SUTs are designed to work with a narrow range of cartridge source impedances, and signal levels and intended for use between a cartridge and RIAA amplifier.
If the pre-amp has both MC/MM options try both, but use the transformer / head amp only with the MM input option.
Cartridge > head amp or transformer > RIAA.
SUTs are designed to work with a narrow range of cartridge source impedances, and signal levels and intended for use between a cartridge and RIAA amplifier.
If the pre-amp has both MC/MM options try both, but use the transformer / head amp only with the MM input option.
That's what I thought, however I wasn't sure it would make any difference whether you put the transformer before or after RIAA amp. Is there a technical/ logical explanation for the above order? (step up trafo 3 - 40 ohms, boosting ratio: 1:13)
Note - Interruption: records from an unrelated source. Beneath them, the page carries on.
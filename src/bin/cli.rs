use clap::{Parser, Subcommand};
use loaded_filter::{
    DateRange, FilterCacheManager, FilterManagerConfig, InMemoryIngestionLog,
    LoadedBatch, MembershipStats,
    common::{bits2hr, from_epoch_millis, to_epoch_millis},
};
use std::{
    ops::Bound,
    path::{Path, PathBuf},
    time::SystemTime,
};
use tracing_subscriber::EnvFilter;

#[derive(Parser)]
#[command(author, version, about, long_about = None)]
struct Cli {
    #[command(subcommand)]
    command: Commands,
}

#[derive(Subcommand)]
enum Commands {
    /// Check whether a lastUpdated search is provably empty
    Query {
        /// JSON file holding the batch log
        #[arg(short, long)]
        log: PathBuf,

        /// Record key (beneficiary id); omit to check bounds only
        #[arg(short, long)]
        key: Option<String>,

        /// Lower bound, epoch milliseconds
        #[arg(long)]
        from_ms: Option<u64>,

        /// Treat the lower bound as exclusive
        #[arg(long, requires = "from_ms")]
        from_exclusive: bool,

        /// Upper bound, epoch milliseconds
        #[arg(long)]
        to_ms: Option<u64>,

        /// Treat the upper bound as exclusive
        #[arg(long, requires = "to_ms")]
        to_exclusive: bool,
    },

    /// Display information about the filters built from a batch log
    Stats {
        /// JSON file holding the batch log
        #[arg(short, long)]
        log: PathBuf,
    },
}

fn bound(millis: Option<u64>, exclusive: bool) -> Bound<SystemTime> {
    match millis.map(from_epoch_millis) {
        Some(t) if exclusive => Bound::Excluded(t),
        Some(t) => Bound::Included(t),
        None => Bound::Unbounded,
    }
}

fn fmt_instant(instant: Option<SystemTime>) -> String {
    instant
        .map(|t| to_epoch_millis(t).to_string())
        .unwrap_or_else(|| "-".to_string())
}

async fn load_manager(
    path: &Path,
) -> Result<FilterCacheManager<InMemoryIngestionLog>, Box<dyn std::error::Error>>
{
    let contents = std::fs::read_to_string(path)?;
    let batches: Vec<LoadedBatch> = serde_json::from_str(&contents)?;
    let log = InMemoryIngestionLog::from_batches(batches);

    let manager = FilterCacheManager::new(log, FilterManagerConfig::from_env()?)?;
    manager.init();
    manager.refresh_filters().await?;
    Ok(manager)
}

#[tokio::main]
async fn main() -> Result<(), Box<dyn std::error::Error>> {
    tracing_subscriber::fmt()
        .with_env_filter(
            EnvFilter::try_from_default_env()
                .unwrap_or_else(|_| EnvFilter::new("warn")),
        )
        .with_target(false)
        .init();

    let cli = Cli::parse();

    match &cli.command {
        Commands::Query {
            log,
            key,
            from_ms,
            from_exclusive,
            to_ms,
            to_exclusive,
        } => {
            let manager = load_manager(log).await?;
            let range = DateRange::new(
                bound(*from_ms, *from_exclusive),
                bound(*to_ms, *to_exclusive),
            );

            println!("In bounds: {}", manager.is_in_bounds(Some(&range))?);
            if let Some(key) = key {
                let empty = manager.is_result_set_empty(key, Some(&range))?;
                if empty {
                    println!("Result set for '{key}': provably empty");
                } else {
                    println!("Result set for '{key}': may contain records");
                }
            }
            println!(
                "Transaction time: {}",
                to_epoch_millis(manager.transaction_time()?)
            );
        }
        Commands::Stats { log } => {
            let manager = load_manager(log).await?;
            let cache = manager.snapshot()?;

            println!("Filters: {}", cache.len());
            println!(
                "First batch created: {}",
                fmt_instant(cache.first_batch_created())
            );
            println!(
                "Last batch created: {}",
                fmt_instant(cache.last_batch_created())
            );
            println!(
                "Last batch id: {}",
                cache
                    .last_batch_id()
                    .map(|id| id.to_string())
                    .unwrap_or_else(|| "-".to_string())
            );
            println!("Total memory: {}", bits2hr(cache.memory_bits()));
            for filter in cache.filters() {
                let membership = filter.membership();
                println!(
                    "  file {:>6} | batches {:>5} | {} .. {} | {} bits, {} hashes, est. fpr {:.4}",
                    filter.loaded_file_id(),
                    filter.batch_count(),
                    to_epoch_millis(filter.created_lower()),
                    to_epoch_millis(filter.created_upper()),
                    membership.bit_size(),
                    membership.num_hashes(),
                    membership.estimated_false_positive_rate()
                );
            }
        }
    }

    Ok(())
}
The answer is in the second line of my response. 😀
And in addition SUTs are not designed to operate at line level (they will saturate and distort badly if the RIAA doesn't first) and the RIAA is not designed to drive a 1:13 step transformer intended to reflect a load impedance of a few tens of ohms to an LOMC cartridge..
And in addition SUTs are not designed to operate at line level (they will saturate and distort badly if the RIAA doesn't first) and the RIAA is not designed to drive a 1:13 step transformer intended to reflect a load impedance of a few tens of ohms to an LOMC cartridge..
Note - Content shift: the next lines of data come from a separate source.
//! Immutable snapshot of every batch filter known to the manager.
//!
//! A [`FilterCache`] is never changed after construction. Refreshing builds
//! a new cache that reuses the previous filters (shared through `Arc`) and
//! appends the new ones, so a reader holding an older snapshot keeps
//! getting consistent answers.
use crate::batch::{BatchFilter, LoadedBatch};
use crate::error::{FilterError, Result};
use crate::hash::HashFunction;
use crate::range::DateRange;
use std::sync::Arc;
use std::time::SystemTime;
use tracing::debug;

#[derive(Debug, Clone)]
pub struct FilterCache {
    /// Ascending by `created_lower`, intervals never overlap except at a
    /// shared instant
    filters: Vec<Arc<BatchFilter>>,
    first_batch_created: Option<SystemTime>,
    last_batch_created: Option<SystemTime>,
    transaction_time: SystemTime,
    last_batch_id: Option<u64>,
}

impl FilterCache {
    pub fn empty(transaction_time: SystemTime) -> Self {
        Self {
            filters: Vec::new(),
            first_batch_created: None,
            last_batch_created: None,
            transaction_time,
            last_batch_id: None,
        }
    }

    /// Same filters, watermark moved to `observed` unless it already is
    /// later.
    pub fn observed_at(&self, observed: SystemTime) -> Self {
        Self {
            transaction_time: self.transaction_time.max(observed),
            ..self.clone()
        }
    }

    /// A new cache holding the current filters followed by `new_filters`.
    ///
    /// Every new filter must start strictly after `last_batch_created`.
    /// With `compact`, adjacent filters of the same loaded file are merged
    /// when their memberships share a geometry.
    pub fn extended(
        &self,
        new_filters: Vec<BatchFilter>,
        observed: SystemTime,
        compact: bool,
    ) -> Result<Self> {
        let mut new_filters = new_filters;
        new_filters.sort_by_key(|f| (f.created_lower(), f.batch_id()));

        if let (Some(last), Some(first_new)) =
            (self.last_batch_created, new_filters.first())
        {
            if first_new.created_lower() <= last {
                return Err(FilterError::InvalidRange(format!(
                    "filter for batch {} starts at or before the last known batch",
                    first_new.batch_id()
                )));
            }
        }

        let mut filters = self.filters.clone();
        filters.extend(new_filters.into_iter().map(Arc::new));
        if compact {
            filters = compact_filters(filters);
        }

        let first_batch_created = filters.first().map(|f| f.created_lower());
        let last_batch_created = filters.last().map(|f| f.created_upper());
        let last_batch_id = filters.iter().map(|f| f.batch_id()).max();

        Ok(Self {
            filters,
            first_batch_created,
            last_batch_created,
            transaction_time: self.transaction_time.max(observed),
            last_batch_id,
        })
    }

    /// True when the range has a lower bound and overlaps
    /// `[first_batch_created, last_batch_created]`.
    ///
    /// A range without a lower bound is never in bounds: it would also
    /// match records whose last-updated marker was never set, and no
    /// filter knows anything about those.
    pub fn is_in_bounds(&self, range: Option<&DateRange>) -> bool {
        let (Some(range), Some(first), Some(last)) =
            (range, self.first_batch_created, self.last_batch_created)
        else {
            return false;
        };
        range.lower_instant().is_some() && range.overlaps(first, last)
    }

    /// True only when the range is in bounds and every filter overlapping
    /// it rules the key out.
    pub fn is_result_set_empty(&self, key: &str, range: Option<&DateRange>) -> bool {
        if !self.is_in_bounds(range) {
            return false;
        }
        let Some(range) = range else {
            return false;
        };

        // Newest first; once a filter ends before the range starts, all
        // remaining ones do too.
        for filter in self.filters.iter().rev() {
            if filter.matches_date_range(Some(range)) {
                if filter.might_contain(key) {
                    return false;
                }
            } else if range.starts_after(filter.created_upper()) {
                break;
            }
        }
        true
    }

    pub fn filters(&self) -> &[Arc<BatchFilter>] {
        &self.filters
    }

    pub fn len(&self) -> usize {
        self.filters.len()
    }

    pub fn is_empty(&self) -> bool {
        self.filters.is_empty()
    }

    pub fn first_batch_created(&self) -> Option<SystemTime> {
        self.first_batch_created
    }

    pub fn last_batch_created(&self) -> Option<SystemTime> {
        self.last_batch_created
    }

    pub fn transaction_time(&self) -> SystemTime {
        self.transaction_time
    }

    pub fn last_batch_id(&self) -> Option<u64> {
        self.last_batch_id
    }

    /// Total Bloom bits held by all filters
    pub fn memory_bits(&self) -> usize {
        use crate::bloom::MembershipStats;
        self.filters.iter().map(|f| f.membership().bit_size()).sum()
    }

    /// Checks ordering and bound invariants.
    pub fn verify(&self) -> Result<()> {
        for pair in self.filters.windows(2) {
            if pair[0].created_upper() > pair[1].created_lower() {
                return Err(FilterError::InvalidRange(format!(
                    "filters for batches {} and {} overlap",
                    pair[0].batch_id(),
                    pair[1].batch_id()
                )));
            }
        }
        match (self.first_batch_created, self.last_batch_created) {
            (Some(first), Some(last)) => {
                let bounded = self.filters.iter().all(|f| {
                    first <= f.created_lower() && f.created_upper() <= last
                });
                if !bounded || self.filters.is_empty() {
                    return Err(FilterError::InvalidRange(
                        "batch created bounds do not cover the filters".into(),
                    ));
                }
            }
            (None, None) if self.filters.is_empty() => {}
            _ => {
                return Err(FilterError::InvalidRange(
                    "batch created bounds are inconsistent with the filter list"
                        .into(),
                ));
            }
        }
        Ok(())
    }
}

/// Turns newly read batches into filters: batches are ordered by creation
/// and every consecutive run from one loaded file becomes one filter.
pub fn build_filters(
    mut batches: Vec<LoadedBatch>,
    false_positive_rate: f64,
    hash_function: HashFunction,
) -> Result<Vec<BatchFilter>> {
    batches.sort_by_key(|b| (b.created, b.batch_id));
    batches
        .chunk_by(|a, b| a.loaded_file_id == b.loaded_file_id)
        .map(|run| BatchFilter::build(run, false_positive_rate, hash_function))
        .collect()
}

fn compact_filters(filters: Vec<Arc<BatchFilter>>) -> Vec<Arc<BatchFilter>> {
    let before = filters.len();
    let mut compacted: Vec<Arc<BatchFilter>> = Vec::with_capacity(before);
    for filter in filters {
        if let Some(last) = compacted.last_mut() {
            if last.loaded_file_id() == filter.loaded_file_id()
                && last.membership().can_union(filter.membership())
            {
                if let Ok(merged) = last.merge(&filter) {
                    *last = Arc::new(merged);
                    continue;
                }
            }
        }
        compacted.push(filter);
    }
    if compacted.len() != before {
        debug!(before, after = compacted.len(), "compacted batch filters");
    }
    compacted
}

#[cfg(test)]
mod tests {
    use super::*;
    use crate::hash::default_hash_function;
    use std::time::{Duration, UNIX_EPOCH};

    const SAMPLE_BENE: &str = "567834";
    const INVALID_BENE: &str = "1";

    fn at(secs: u64) -> SystemTime {
        UNIX_EPOCH + Duration::from_secs(1_600_000_000 + secs)
    }

    fn batch(id: u64, file: u64, secs: u64) -> LoadedBatch {
        LoadedBatch::new(id, file, at(secs), [SAMPLE_BENE])
    }

    fn cache_of(batches: Vec<LoadedBatch>, compact: bool) -> FilterCache {
        let filters = build_filters(batches, 0.01, default_hash_function).unwrap();
        FilterCache::empty(at(0))
            .extended(filters, at(100), compact)
            .unwrap()
    }

    #[test]
    fn test_build_filters_groups_consecutive_runs() {
        let filters = build_filters(
            vec![batch(1, 1, 4), batch(2, 1, 9), batch(3, 2, 14), batch(4, 1, 19)],
            0.01,
            default_hash_function,
        )
        .unwrap();
        let counts: Vec<_> =
            filters.iter().map(|f| (f.loaded_file_id(), f.batch_count())).collect();
        assert_eq!(counts, vec![(1, 2), (2, 1), (1, 1)]);
    }

    #[test]
    fn test_build_filters_empty_input() {
        let filters = build_filters(vec![], 0.01, default_hash_function).unwrap();
        assert!(filters.is_empty());
    }

    #[test]
    fn test_empty_cache_has_unknown_coverage() {
        let cache = FilterCache::empty(at(0));
        assert!(cache.is_empty());
        assert_eq!(cache.first_batch_created(), None);
        assert_eq!(cache.last_batch_created(), None);
        assert!(!cache.is_in_bounds(Some(&DateRange::since(at(0)))));
        assert!(!cache.is_result_set_empty(SAMPLE_BENE, Some(&DateRange::since(at(0)))));
        assert!(cache.verify().is_ok());
    }

    #[test]
    fn test_extended_bounds_and_watermark() {
        let cache = cache_of(vec![batch(1, 1, 4), batch(2, 2, 9)], false);
        assert_eq!(cache.len(), 2);
        assert_eq!(cache.first_batch_created(), Some(at(4)));
        assert_eq!(cache.last_batch_created(), Some(at(9)));
        assert_eq!(cache.last_batch_id(), Some(2));
        assert_eq!(cache.transaction_time(), at(100));
        assert!(cache.verify().is_ok());
    }

    #[test]
    fn test_extended_rejects_filters_inside_known_window() {
        let cache = cache_of(vec![batch(1, 1, 4), batch(2, 2, 9)], false);
        let stale = build_filters(vec![batch(3, 3, 9)], 0.01, default_hash_function).unwrap();
        assert!(cache.extended(stale, at(200), false).is_err());
    }

    #[test]
    fn test_watermark_never_moves_back() {
        let cache = FilterCache::empty(at(50));
        assert_eq!(cache.observed_at(at(10)).transaction_time(), at(50));
        assert_eq!(cache.observed_at(at(60)).transaction_time(), at(60));
    }

    // One-batch filter of file 1 sized for `capacity` keys
    fn roomy_filter(id: u64, secs: u64, key: &str, capacity: usize) -> BatchFilter {
        let mut membership =
            crate::bloom::BloomMembership::create(capacity, 0.01).unwrap();
        membership.add(key);
        BatchFilter::new(id, 1, 1, at(secs), at(secs), membership).unwrap()
    }

    #[test]
    fn test_compaction_merges_same_file_runs_with_spare_capacity() {
        let first = FilterCache::empty(at(0))
            .extended(vec![roomy_filter(1, 4, "A", 3)], at(100), true)
            .unwrap();
        let cache = first
            .extended(
                vec![roomy_filter(2, 9, "B", 3), roomy_filter(3, 14, "C", 3)],
                at(200),
                true,
            )
            .unwrap();

        assert_eq!(cache.len(), 1);
        let only = &cache.filters()[0];
        assert_eq!(only.batch_count(), 3);
        assert_eq!(only.created_lower(), at(4));
        assert_eq!(only.created_upper(), at(14));
        assert!(cache.verify().is_ok());

        // Full now; the next batch gets its own filter
        let cache = cache
            .extended(vec![roomy_filter(4, 19, "D", 3)], at(300), true)
            .unwrap();
        assert_eq!(cache.len(), 2);
        assert_eq!(cache.filters()[1].batch_count(), 1);
    }

    #[test]
    fn test_compaction_keeps_exactly_sized_filters_apart() {
        let first = cache_of(vec![batch(1, 1, 4)], true);
        let more = build_filters(vec![batch(2, 1, 9)], 0.01, default_hash_function).unwrap();
        let cache = first.extended(more, at(200), true).unwrap();
        assert_eq!(cache.len(), 2);
        assert!(cache.verify().is_ok());
    }

    #[test]
    fn test_compaction_merges_keyless_batches() {
        let keyless = |id, secs| LoadedBatch::new(id, 1, at(secs), Vec::<String>::new());
        let first = cache_of(vec![keyless(1, 4)], true);
        let more =
            build_filters(vec![keyless(2, 9), keyless(3, 14)], 0.01, default_hash_function)
                .unwrap();
        let cache = first.extended(more, at(200), true).unwrap();

        assert_eq!(cache.len(), 1);
        assert_eq!(cache.filters()[0].batch_count(), 3);
        let range = DateRange::closed(at(5), at(10));
        assert!(cache.is_result_set_empty(SAMPLE_BENE, Some(&range)));
    }

    #[test]
    fn test_compaction_disabled_keeps_filters() {
        let first = cache_of(vec![batch(1, 1, 4)], false);
        let more = build_filters(vec![batch(2, 1, 9)], 0.01, default_hash_function).unwrap();
        let cache = first.extended(more, at(200), false).unwrap();
        assert_eq!(cache.len(), 2);
    }

    #[test]
    fn test_result_set_empty_between_files() {
        let cache = cache_of(vec![batch(1, 1, 4), batch(2, 1, 9), batch(3, 2, 14)], false);

        let during = DateRange::closed(at(2), at(3));
        assert!(!cache.is_in_bounds(Some(&during)));

        let gap = DateRange::open(at(9), at(10));
        assert!(cache.is_in_bounds(Some(&gap)));
        assert!(cache.is_result_set_empty(SAMPLE_BENE, Some(&gap)));

        let first_file = DateRange::closed(at(5), at(6));
        assert!(!cache.is_result_set_empty(SAMPLE_BENE, Some(&first_file)));
        assert!(cache.is_result_set_empty(INVALID_BENE, Some(&first_file)));
    }

    #[test]
    fn test_unbounded_lower_is_never_in_bounds() {
        let cache = cache_of(vec![batch(1, 1, 4)], false);
        assert!(!cache.is_in_bounds(None));
        assert!(!cache.is_in_bounds(Some(&DateRange::until(at(10)))));
        assert!(!cache.is_result_set_empty(INVALID_BENE, Some(&DateRange::until(at(10)))));
        assert!(cache.is_in_bounds(Some(&DateRange::closed(at(0), at(10)))));
    }
}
There are several reasons why cartridge - transformer - amplifier is the correct order. The most fundamental one is this:
MC step-up transformers are meant for connecting an MC cartridge to an input designed for MM cartridges. Such an input is (or should be) noise-matched to the impedance of a typical moving-magnet cartridge, which is much higher than the impedance of a moving coil cartridge. Very often, reducing the equivalent input noise voltage of an amplifier goes at the expense of increasing the equivalent input noise current and vice versa. The source impedance determines what matters most; for high source impedances, the equivalent input noise current is much more and the equivalent input noise voltage much less important than for low source impedances.
Hence, a well-designed RIAA amplifier for moving magnet cartridges will typically have too much noise voltage for a moving-coil cartridge. By putting the transformer in between MC cartridge and MM RIAA amplifier, the impedance is transformed to something a bit closer to the impedance that the MM RIAA amplifier was designed for, giving a better noise match. That is, the stepped-up voltage will more easily overcome the noise voltage of the amplifier.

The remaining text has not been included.